EXERCISE DETAILS -> Look over the lines below. Report each one that includes the string "initial".

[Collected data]
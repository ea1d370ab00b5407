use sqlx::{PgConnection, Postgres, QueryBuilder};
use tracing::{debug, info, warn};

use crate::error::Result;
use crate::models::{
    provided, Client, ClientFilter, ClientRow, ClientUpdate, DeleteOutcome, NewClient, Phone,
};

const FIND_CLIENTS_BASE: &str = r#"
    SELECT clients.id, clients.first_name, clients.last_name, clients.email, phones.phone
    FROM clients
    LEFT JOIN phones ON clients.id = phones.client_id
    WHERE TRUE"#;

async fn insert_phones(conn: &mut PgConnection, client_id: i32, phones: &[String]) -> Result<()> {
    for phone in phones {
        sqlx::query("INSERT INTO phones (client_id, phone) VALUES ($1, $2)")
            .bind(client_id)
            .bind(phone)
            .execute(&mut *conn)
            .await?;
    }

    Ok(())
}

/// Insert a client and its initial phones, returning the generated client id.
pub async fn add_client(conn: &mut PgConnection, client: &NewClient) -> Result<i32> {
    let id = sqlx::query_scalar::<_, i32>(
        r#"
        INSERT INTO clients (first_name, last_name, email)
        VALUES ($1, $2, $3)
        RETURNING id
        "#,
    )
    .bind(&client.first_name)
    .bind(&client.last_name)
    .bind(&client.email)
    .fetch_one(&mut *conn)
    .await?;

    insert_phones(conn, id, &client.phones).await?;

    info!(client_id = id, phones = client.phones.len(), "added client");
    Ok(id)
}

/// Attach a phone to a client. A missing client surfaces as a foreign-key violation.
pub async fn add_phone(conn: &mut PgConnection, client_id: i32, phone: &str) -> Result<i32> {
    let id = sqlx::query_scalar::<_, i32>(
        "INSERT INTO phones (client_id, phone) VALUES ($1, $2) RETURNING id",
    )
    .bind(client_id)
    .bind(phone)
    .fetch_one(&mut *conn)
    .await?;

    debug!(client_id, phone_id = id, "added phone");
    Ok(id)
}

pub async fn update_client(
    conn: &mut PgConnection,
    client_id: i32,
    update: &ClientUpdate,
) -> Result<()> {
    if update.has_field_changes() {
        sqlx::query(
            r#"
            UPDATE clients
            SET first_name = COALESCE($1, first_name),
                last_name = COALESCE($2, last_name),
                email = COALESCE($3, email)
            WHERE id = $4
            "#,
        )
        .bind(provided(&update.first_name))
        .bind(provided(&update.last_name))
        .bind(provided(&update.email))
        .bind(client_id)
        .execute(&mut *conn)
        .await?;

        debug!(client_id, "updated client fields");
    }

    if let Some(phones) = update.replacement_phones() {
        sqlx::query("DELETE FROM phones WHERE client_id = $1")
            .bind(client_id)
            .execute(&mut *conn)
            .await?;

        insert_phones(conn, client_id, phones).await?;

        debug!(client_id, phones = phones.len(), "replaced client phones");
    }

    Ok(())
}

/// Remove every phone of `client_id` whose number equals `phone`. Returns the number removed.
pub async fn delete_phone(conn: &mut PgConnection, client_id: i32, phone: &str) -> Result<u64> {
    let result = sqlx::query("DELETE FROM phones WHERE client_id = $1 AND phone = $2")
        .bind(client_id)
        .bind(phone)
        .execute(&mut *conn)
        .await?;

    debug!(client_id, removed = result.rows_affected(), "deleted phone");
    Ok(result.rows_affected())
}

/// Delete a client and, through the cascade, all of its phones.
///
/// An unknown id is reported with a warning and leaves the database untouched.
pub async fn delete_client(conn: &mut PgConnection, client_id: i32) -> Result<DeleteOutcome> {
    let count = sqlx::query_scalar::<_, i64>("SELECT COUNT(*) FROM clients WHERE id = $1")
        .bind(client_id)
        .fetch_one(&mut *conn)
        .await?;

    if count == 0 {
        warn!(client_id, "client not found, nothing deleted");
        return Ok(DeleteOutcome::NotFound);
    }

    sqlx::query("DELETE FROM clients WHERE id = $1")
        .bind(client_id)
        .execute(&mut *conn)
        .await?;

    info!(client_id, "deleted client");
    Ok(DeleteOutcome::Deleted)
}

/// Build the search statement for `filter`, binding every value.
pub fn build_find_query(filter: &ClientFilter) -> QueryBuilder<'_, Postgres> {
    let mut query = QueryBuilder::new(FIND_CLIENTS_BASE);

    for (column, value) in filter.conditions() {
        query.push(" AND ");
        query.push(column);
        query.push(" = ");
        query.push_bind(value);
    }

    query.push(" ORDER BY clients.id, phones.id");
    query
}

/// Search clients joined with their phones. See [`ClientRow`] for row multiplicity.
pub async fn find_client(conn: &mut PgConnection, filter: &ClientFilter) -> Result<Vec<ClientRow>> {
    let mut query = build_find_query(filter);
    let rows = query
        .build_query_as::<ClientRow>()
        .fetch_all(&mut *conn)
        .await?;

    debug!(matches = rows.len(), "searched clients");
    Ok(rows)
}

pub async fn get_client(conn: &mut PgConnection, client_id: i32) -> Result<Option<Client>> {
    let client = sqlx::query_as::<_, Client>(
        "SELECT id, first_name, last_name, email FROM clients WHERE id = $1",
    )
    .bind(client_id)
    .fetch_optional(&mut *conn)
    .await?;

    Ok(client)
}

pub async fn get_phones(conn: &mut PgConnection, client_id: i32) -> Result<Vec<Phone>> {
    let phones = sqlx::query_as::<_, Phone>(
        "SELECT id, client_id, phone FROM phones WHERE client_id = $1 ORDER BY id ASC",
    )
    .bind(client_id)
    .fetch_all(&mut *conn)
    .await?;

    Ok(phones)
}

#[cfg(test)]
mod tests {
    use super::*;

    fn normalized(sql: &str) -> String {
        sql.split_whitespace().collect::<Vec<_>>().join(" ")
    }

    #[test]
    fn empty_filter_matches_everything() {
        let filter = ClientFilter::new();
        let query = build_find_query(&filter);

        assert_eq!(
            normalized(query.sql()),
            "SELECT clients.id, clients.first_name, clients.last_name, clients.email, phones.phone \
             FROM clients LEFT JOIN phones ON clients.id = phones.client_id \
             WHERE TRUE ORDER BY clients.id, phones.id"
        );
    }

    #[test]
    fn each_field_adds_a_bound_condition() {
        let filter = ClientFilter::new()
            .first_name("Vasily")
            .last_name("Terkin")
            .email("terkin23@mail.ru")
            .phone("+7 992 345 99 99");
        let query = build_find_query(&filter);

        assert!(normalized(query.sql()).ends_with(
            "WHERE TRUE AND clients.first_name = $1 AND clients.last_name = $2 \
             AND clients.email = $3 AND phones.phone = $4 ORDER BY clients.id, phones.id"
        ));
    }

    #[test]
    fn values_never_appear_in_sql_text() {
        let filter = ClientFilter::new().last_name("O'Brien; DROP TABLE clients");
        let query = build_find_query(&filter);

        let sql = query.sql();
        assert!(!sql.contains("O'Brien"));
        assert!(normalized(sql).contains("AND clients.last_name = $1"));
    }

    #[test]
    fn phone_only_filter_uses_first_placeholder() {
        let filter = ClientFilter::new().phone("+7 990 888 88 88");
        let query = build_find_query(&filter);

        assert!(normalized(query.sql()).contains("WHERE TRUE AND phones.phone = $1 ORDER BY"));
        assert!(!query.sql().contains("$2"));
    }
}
...
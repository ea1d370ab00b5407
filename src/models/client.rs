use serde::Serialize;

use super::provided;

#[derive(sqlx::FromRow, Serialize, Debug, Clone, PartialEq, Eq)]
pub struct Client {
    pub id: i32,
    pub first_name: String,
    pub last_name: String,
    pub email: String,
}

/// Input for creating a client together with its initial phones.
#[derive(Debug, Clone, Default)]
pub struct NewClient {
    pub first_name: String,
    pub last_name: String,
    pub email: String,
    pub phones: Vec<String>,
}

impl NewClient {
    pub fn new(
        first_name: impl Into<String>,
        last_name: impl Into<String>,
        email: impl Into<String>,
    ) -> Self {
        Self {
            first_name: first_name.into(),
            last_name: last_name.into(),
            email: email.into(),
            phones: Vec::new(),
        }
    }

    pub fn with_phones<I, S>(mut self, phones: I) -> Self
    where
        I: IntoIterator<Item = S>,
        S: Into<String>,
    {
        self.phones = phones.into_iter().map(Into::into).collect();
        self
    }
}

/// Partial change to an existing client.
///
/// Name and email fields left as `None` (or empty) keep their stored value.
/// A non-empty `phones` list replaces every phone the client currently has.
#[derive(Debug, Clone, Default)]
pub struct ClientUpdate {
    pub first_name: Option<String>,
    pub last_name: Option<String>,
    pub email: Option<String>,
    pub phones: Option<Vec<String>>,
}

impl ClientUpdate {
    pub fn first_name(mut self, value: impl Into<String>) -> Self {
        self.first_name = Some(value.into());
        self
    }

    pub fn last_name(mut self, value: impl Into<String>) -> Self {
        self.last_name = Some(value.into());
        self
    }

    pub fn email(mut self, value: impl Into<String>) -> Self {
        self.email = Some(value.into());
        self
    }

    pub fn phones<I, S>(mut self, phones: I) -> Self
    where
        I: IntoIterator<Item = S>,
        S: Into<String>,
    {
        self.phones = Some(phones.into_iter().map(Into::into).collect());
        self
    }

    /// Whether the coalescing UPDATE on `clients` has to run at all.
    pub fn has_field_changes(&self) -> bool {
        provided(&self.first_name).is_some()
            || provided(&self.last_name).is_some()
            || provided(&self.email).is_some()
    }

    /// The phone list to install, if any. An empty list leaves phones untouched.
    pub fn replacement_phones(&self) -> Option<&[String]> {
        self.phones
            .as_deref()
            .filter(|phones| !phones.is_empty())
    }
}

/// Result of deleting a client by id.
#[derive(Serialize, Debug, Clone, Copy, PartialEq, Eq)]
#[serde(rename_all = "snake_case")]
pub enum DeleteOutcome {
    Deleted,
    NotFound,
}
...
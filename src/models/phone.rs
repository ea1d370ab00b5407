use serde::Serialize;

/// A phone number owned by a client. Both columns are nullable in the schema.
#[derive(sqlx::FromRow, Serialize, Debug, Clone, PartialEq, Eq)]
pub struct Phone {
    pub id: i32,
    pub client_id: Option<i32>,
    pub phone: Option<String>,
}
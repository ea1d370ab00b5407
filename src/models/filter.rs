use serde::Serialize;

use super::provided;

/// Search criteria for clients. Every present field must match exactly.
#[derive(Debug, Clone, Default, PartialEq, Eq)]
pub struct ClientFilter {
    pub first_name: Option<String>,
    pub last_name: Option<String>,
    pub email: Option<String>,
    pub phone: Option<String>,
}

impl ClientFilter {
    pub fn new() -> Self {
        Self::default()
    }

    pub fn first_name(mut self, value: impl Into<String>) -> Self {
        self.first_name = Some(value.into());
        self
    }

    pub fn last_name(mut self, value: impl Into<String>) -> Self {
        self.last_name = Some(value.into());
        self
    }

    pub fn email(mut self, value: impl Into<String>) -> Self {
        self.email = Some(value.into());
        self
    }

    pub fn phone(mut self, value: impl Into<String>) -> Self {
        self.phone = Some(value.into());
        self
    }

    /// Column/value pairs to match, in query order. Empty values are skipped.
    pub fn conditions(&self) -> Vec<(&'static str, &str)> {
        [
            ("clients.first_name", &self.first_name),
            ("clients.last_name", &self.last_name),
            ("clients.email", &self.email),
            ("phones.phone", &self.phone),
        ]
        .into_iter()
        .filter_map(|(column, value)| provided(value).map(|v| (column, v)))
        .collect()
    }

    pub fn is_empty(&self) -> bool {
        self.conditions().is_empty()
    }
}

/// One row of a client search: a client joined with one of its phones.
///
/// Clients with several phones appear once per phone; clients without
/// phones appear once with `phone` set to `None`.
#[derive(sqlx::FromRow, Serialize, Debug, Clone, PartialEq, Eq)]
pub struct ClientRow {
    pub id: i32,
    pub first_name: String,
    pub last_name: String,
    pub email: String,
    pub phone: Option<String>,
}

RESULT BELOW ->
/// Insert a client and its initial phones, returning the generated client id.
/// Input for creating a client together with its initial phones.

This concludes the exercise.